>>>>

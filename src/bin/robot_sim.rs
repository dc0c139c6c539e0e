// Copyright (c) 2025 Ronan LE MEILLAT, SCTG Development
// This file is part of the modbus-handshake project and is licensed under the
// SCTG Development Non-Commercial License v1.0 (see LICENSE.md for details).

// Robot controller simulator driving the handshake from the PLC side
use anyhow::{bail, Context, Result};
use clap::Parser;
use log::{info, warn};
use std::net::SocketAddr;
use tokio::time::{Duration, Instant};

use modbus_handshake::handshake::{PollOutcome, PollingLoop, StopSignal};
use modbus_handshake::register::{ModbusTcpStore, RegisterStore, TransportError};

/// Raises Trigger, waits for Done, lowers Trigger and waits for Done to drop
#[derive(Parser, Debug)]
#[clap(author, version, about)]
struct Args {
    /// Modbus server address
    #[clap(long, default_value = "127.0.0.1")]
    address: String,

    /// Modbus server port
    #[clap(long, default_value = "502")]
    port: u16,

    /// Unit identifier
    #[clap(long, default_value = "1")]
    unit_id: u8,

    /// Number of handshake cycles to run
    #[clap(long, default_value = "1")]
    cycles: u32,

    /// Trigger register address
    #[clap(long, default_value = "1024")]
    trigger: u16,

    /// Done register address
    #[clap(long, default_value = "1025")]
    done: u16,

    /// Longest wait for each Done transition, in milliseconds
    #[clap(long, default_value = "10000")]
    timeout_ms: u64,

    /// Polling interval in milliseconds
    #[clap(long, default_value = "50")]
    poll_ms: u64,
}

#[tokio::main]
async fn main() -> Result<()> {
    env_logger::init_from_env(
        env_logger::Env::default().filter_or(env_logger::DEFAULT_FILTER_ENV, "info"),
    );

    let args = Args::parse();

    let socket_addr: SocketAddr = format!("{}:{}", args.address, args.port)
        .parse()
        .with_context(|| format!("Invalid server address {}:{}", args.address, args.port))?;
    let store = ModbusTcpStore::connect(socket_addr, args.unit_id, Duration::from_secs(1))
        .await
        .with_context(|| format!("Failed to connect to {}", socket_addr))?;

    let polling = PollingLoop::new(Duration::from_millis(args.poll_ms), StopSignal::new());
    let timeout = Duration::from_millis(args.timeout_ms);

    let mut latencies = Vec::new();
    for cycle in 1..=args.cycles {
        info!(
            "Cycle {}/{}: raising Trigger at {}",
            cycle, args.cycles, args.trigger
        );
        let started = Instant::now();
        store.write_register(args.trigger, 1).await?;

        if wait_for(&store, &polling, args.done, 1, timeout).await? != PollOutcome::Satisfied {
            // Leave the bank clean for the next run
            store.write_register(args.trigger, 0).await?;
            bail!("Done not raised within {} ms", args.timeout_ms);
        }
        let latency = started.elapsed();
        info!("Done raised after {} ms, lowering Trigger", latency.as_millis());

        store.write_register(args.trigger, 0).await?;
        if wait_for(&store, &polling, args.done, 0, timeout).await? != PollOutcome::Satisfied {
            bail!("Done not cleared within {} ms", args.timeout_ms);
        }
        info!(
            "Cycle {} complete in {} ms",
            cycle,
            started.elapsed().as_millis()
        );
        latencies.push(latency);
    }

    if let (Some(min), Some(max)) = (latencies.iter().min(), latencies.iter().max()) {
        let total: Duration = latencies.iter().sum();
        info!(
            "{} cycle(s): trigger to done latency min {} ms, max {} ms, mean {} ms",
            latencies.len(),
            min.as_millis(),
            max.as_millis(),
            (total / latencies.len() as u32).as_millis()
        );
    } else {
        warn!("No cycle was run");
    }
    Ok(())
}

async fn wait_for(
    store: &ModbusTcpStore,
    polling: &PollingLoop,
    address: u16,
    expected: u16,
    timeout: Duration,
) -> Result<PollOutcome> {
    let outcome = polling
        .run(Some(timeout), || async move {
            Ok::<bool, TransportError>(store.read_register(address).await? == expected)
        })
        .await?;
    Ok(outcome)
}
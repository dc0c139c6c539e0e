// Copyright (c) 2025 Ronan LE MEILLAT, SCTG Development
// This file is part of the modbus-handshake project and is licensed under the
// SCTG Development Non-Commercial License v1.0 (see LICENSE.md for details).

//! Capture delegated to an external program

use anyhow::{Context, Result};
use async_trait::async_trait;
use log::{debug, info};
use tokio::process::Command;

use super::{CaptureError, CaptureExecutor};
use crate::config::CaptureConfig;

/// Runs `program args...` for each capture; exit status 0 means success
pub struct CommandCapture {
    program: String,
    args: Vec<String>,
    label: String,
}

impl CommandCapture {
    pub fn new(program: impl Into<String>, args: Vec<String>) -> Self {
        let program = program.into();
        let label = format!("command `{}`", program);
        Self {
            program,
            args,
            label,
        }
    }

    pub fn from_config(config: &CaptureConfig) -> Result<Self> {
        let program = config
            .program
            .clone()
            .filter(|p| !p.trim().is_empty())
            .context("capture.kind is `command` but capture.program is not set")?;
        Ok(Self::new(program, config.args.clone()))
    }
}

#[async_trait]
impl CaptureExecutor for CommandCapture {
    async fn execute(&mut self) -> Result<(), CaptureError> {
        debug!("Running capture command {} {:?}", self.program, self.args);
        let status = Command::new(&self.program)
            .args(&self.args)
            .status()
            .await
            .map_err(|e| CaptureError::new(format!("failed to run {}: {}", self.program, e)))?;

        if status.success() {
            info!("Capture command {} succeeded", self.program);
            Ok(())
        } else {
            Err(CaptureError::new(format!(
                "{} exited with {}",
                self.program, status
            )))
        }
    }

    fn name(&self) -> &str {
        &self.label
    }
}

#[cfg(all(test, unix))]
mod tests {
    use super::*;

    #[tokio::test]
    async fn test_exit_status_decides_success() {
        let mut ok = CommandCapture::new("true", Vec::new());
        assert!(ok.execute().await.is_ok());

        let mut failing = CommandCapture::new("false", Vec::new());
        let err = failing.execute().await.unwrap_err();
        assert!(err.reason.contains("exited with"));
    }

    #[tokio::test]
    async fn test_missing_program_is_a_capture_failure() {
        let mut missing = CommandCapture::new("/nonexistent/capture-tool", Vec::new());
        let err = missing.execute().await.unwrap_err();
        assert!(err.reason.starts_with("failed to run"));
    }
}
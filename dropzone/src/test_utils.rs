//! Test utilities for router-level tests.

use crate::config::{Config, UploadConfig};
use crate::storage::{FixedClock, StorageDirectory, TimestampResolver};
use crate::upload::{FileSelector, Uploader};
use crate::{AppState, build_router};
use axum_test::TestServer;
use std::path::{Path, PathBuf};
use tempfile::TempDir;

/// A test server writing into its own temporary upload directory.
pub struct TestApp {
    pub server: TestServer,
    pub directory: PathBuf,
    /// Removes the upload directory when the test ends
    pub _temp_dir: TempDir,
}

pub fn create_test_config(directory: &Path) -> Config {
    Config {
        host: "127.0.0.1".to_string(),
        port: 0,
        uploads: UploadConfig {
            directory: directory.to_path_buf(),
            ..Default::default()
        },
        ..Default::default()
    }
}

/// Build the full router around an uploader whose clock is pinned to `millis`.
pub async fn create_test_app(millis: i64) -> TestApp {
    create_test_app_with_selector(millis, FileSelector::Any).await
}

pub async fn create_test_app_with_selector(millis: i64, selector: FileSelector) -> TestApp {
    let temp_dir = tempfile::tempdir().expect("Failed to create temp dir");
    let directory = StorageDirectory::ensure(temp_dir.path().join("upload"))
        .await
        .expect("Failed to create upload directory");

    let mut config = create_test_config(directory.path());
    config.uploads.files = selector.clone();

    let state = AppState::builder()
        .config(config)
        .uploader(Uploader::new(
            TimestampResolver::with_clock(directory.clone(), FixedClock(millis)),
            selector,
        ))
        .build();

    let server = TestServer::new(build_router(&state)).expect("Failed to create test server");

    TestApp {
        server,
        directory: directory.path().to_path_buf(),
        _temp_dir: temp_dir,
    }
}
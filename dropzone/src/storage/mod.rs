//! Storage directory management and per-file target resolution.
//!
//! Every uploaded file lands in a single [`StorageDirectory`] that is created once, at startup,
//! by [`StorageDirectory::ensure`]. For each incoming file the upload middleware asks an
//! [`UploadResolver`] where the file should go and what it should be called, producing an
//! [`UploadTarget`]. The default resolver, [`TimestampResolver`], always answers with the
//! configured directory and `<epoch-millis>-<original name>`.
//!
//! ## Known gaps
//!
//! The resolvers do not sanitize the client-supplied filename and do not detect collisions. Two
//! files with the same original name resolved within the same millisecond get the same target
//! path, and the second write replaces the first.

mod clock;
mod disk;
mod resolver;

pub use clock::{Clock, FixedClock, SystemClock};
pub use disk::{FileSink, remove_stored_file};
pub use resolver::TimestampResolver;

use axum::http::{HeaderMap, Method, Uri, request::Parts};
use std::path::{Path, PathBuf};
use thiserror::Error as ThisError;

#[derive(ThisError, Debug)]
pub enum StorageError {
    /// The storage directory (or one of its parents) could not be created
    #[error("Failed to create storage directory {path:?}: {source}")]
    CreateDirectory {
        path: PathBuf,
        #[source]
        source: std::io::Error,
    },

    /// The configured storage path exists but is not a directory
    #[error("Storage path {path:?} exists and is not a directory")]
    NotADirectory { path: PathBuf },

    /// Writing an uploaded file failed
    #[error("Failed to write uploaded file {path:?}: {source}")]
    Write {
        path: PathBuf,
        #[source]
        source: std::io::Error,
    },
}

pub type Result<T> = std::result::Result<T, StorageError>;

/// The directory all uploads are written into.
///
/// Only obtainable through [`StorageDirectory::ensure`], so holding one means the directory
/// existed when the process started. It is never removed by this crate.
#[derive(Debug, Clone, PartialEq, Eq)]
pub struct StorageDirectory {
    path: PathBuf,
}

impl StorageDirectory {
    /// Create the directory (and any missing parents) if it does not exist yet.
    ///
    /// Idempotent: calling it again for an existing directory succeeds and changes nothing.
    /// Fails if the path is taken by something that is not a directory, or if creation fails.
    pub async fn ensure(path: impl Into<PathBuf>) -> Result<Self> {
        let path = path.into();

        if let Ok(metadata) = tokio::fs::metadata(&path).await
            && !metadata.is_dir()
        {
            return Err(StorageError::NotADirectory { path });
        }

        tokio::fs::create_dir_all(&path)
            .await
            .map_err(|source| StorageError::CreateDirectory { path: path.clone(), source })?;

        tracing::debug!(path = ?path, "Storage directory ready");

        Ok(Self { path })
    }

    pub fn path(&self) -> &Path {
        &self.path
    }
}

/// Where a single uploaded file will be written. Built fresh for every file and never persisted.
#[derive(Debug, Clone, PartialEq, Eq)]
pub struct UploadTarget {
    pub directory: PathBuf,
    pub filename: String,
}

impl UploadTarget {
    /// Full path of the file: `<directory>/<filename>`
    pub fn path(&self) -> PathBuf {
        self.directory.join(&self.filename)
    }
}

/// Per-file information handed to the resolvers.
#[derive(Debug, Clone, PartialEq, Eq)]
pub struct FileDescriptor {
    /// Name of the multipart field the file was sent in
    pub field_name: String,
    /// Filename as supplied by the client. Untrusted and passed through unmodified.
    pub original_name: String,
    /// Content type declared on the part, if any
    pub content_type: Option<String>,
}

/// Request-level information handed to the resolvers.
#[derive(Debug, Clone)]
pub struct RequestContext {
    pub method: Method,
    pub uri: Uri,
    pub headers: HeaderMap,
}

impl RequestContext {
    pub fn from_parts(parts: &Parts) -> Self {
        Self {
            method: parts.method.clone(),
            uri: parts.uri.clone(),
            headers: parts.headers.clone(),
        }
    }
}

/// Decides where each uploaded file is stored.
///
/// Both operations are synchronous and must not block; they are called once per file, in the
/// order files appear in the request body, before any byte of that file is written.
pub trait UploadResolver: Send + Sync + std::fmt::Debug {
    /// Directory the file should be written into
    fn resolve_destination(&self, ctx: &RequestContext, file: &FileDescriptor) -> Result<PathBuf>;

    /// Name the file should be stored under inside the destination directory
    fn resolve_filename(&self, ctx: &RequestContext, file: &FileDescriptor) -> Result<String>;

    /// Resolve destination then filename into a complete target.
    fn resolve(&self, ctx: &RequestContext, file: &FileDescriptor) -> Result<UploadTarget> {
        let directory = self.resolve_destination(ctx, file)?;
        let filename = self.resolve_filename(ctx, file)?;
        Ok(UploadTarget { directory, filename })
    }
}

#[cfg(test)]
mod tests {
    use super::*;

    #[tokio::test]
    async fn test_ensure_creates_missing_parents() {
        let temp_dir = tempfile::tempdir().unwrap();
        let nested = temp_dir.path().join("a").join("b").join("upload");

        let directory = StorageDirectory::ensure(&nested).await.unwrap();

        assert!(nested.is_dir());
        assert_eq!(directory.path(), nested.as_path());
    }

    #[tokio::test]
    async fn test_ensure_is_idempotent() {
        let temp_dir = tempfile::tempdir().unwrap();
        let path = temp_dir.path().join("upload");

        let first = StorageDirectory::ensure(&path).await.unwrap();
        std::fs::write(path.join("existing.txt"), b"keep me").unwrap();
        let second = StorageDirectory::ensure(&path).await.unwrap();

        assert_eq!(first, second);
        assert!(path.is_dir());
        // Existing contents are untouched
        assert_eq!(std::fs::read(path.join("existing.txt")).unwrap(), b"keep me");
    }

    #[tokio::test]
    async fn test_ensure_rejects_regular_file() {
        let temp_dir = tempfile::tempdir().unwrap();
        let path = temp_dir.path().join("upload");
        std::fs::write(&path, b"not a directory").unwrap();

        let result = StorageDirectory::ensure(&path).await;

        assert!(matches!(result, Err(StorageError::NotADirectory { .. })));
    }

    #[tokio::test]
    async fn test_ensure_fails_below_regular_file() {
        let temp_dir = tempfile::tempdir().unwrap();
        let blocker = temp_dir.path().join("blocker");
        std::fs::write(&blocker, b"file").unwrap();

        let result = StorageDirectory::ensure(blocker.join("upload")).await;

        assert!(matches!(result, Err(StorageError::CreateDirectory { .. })));
    }

    #[test]
    fn test_upload_target_path_joins_directory_and_filename() {
        let target = UploadTarget {
            directory: PathBuf::from("upload/"),
            filename: "1700000000000-photo.png".to_string(),
        };

        assert_eq!(target.path(), PathBuf::from("upload/1700000000000-photo.png"));
    }
}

<<<<

From the listing, copy every line where the string "exists" appears.

    /// The configured storage path exists but is not a directory
    #[error("Storage path {path:?} exists and is not a directory")]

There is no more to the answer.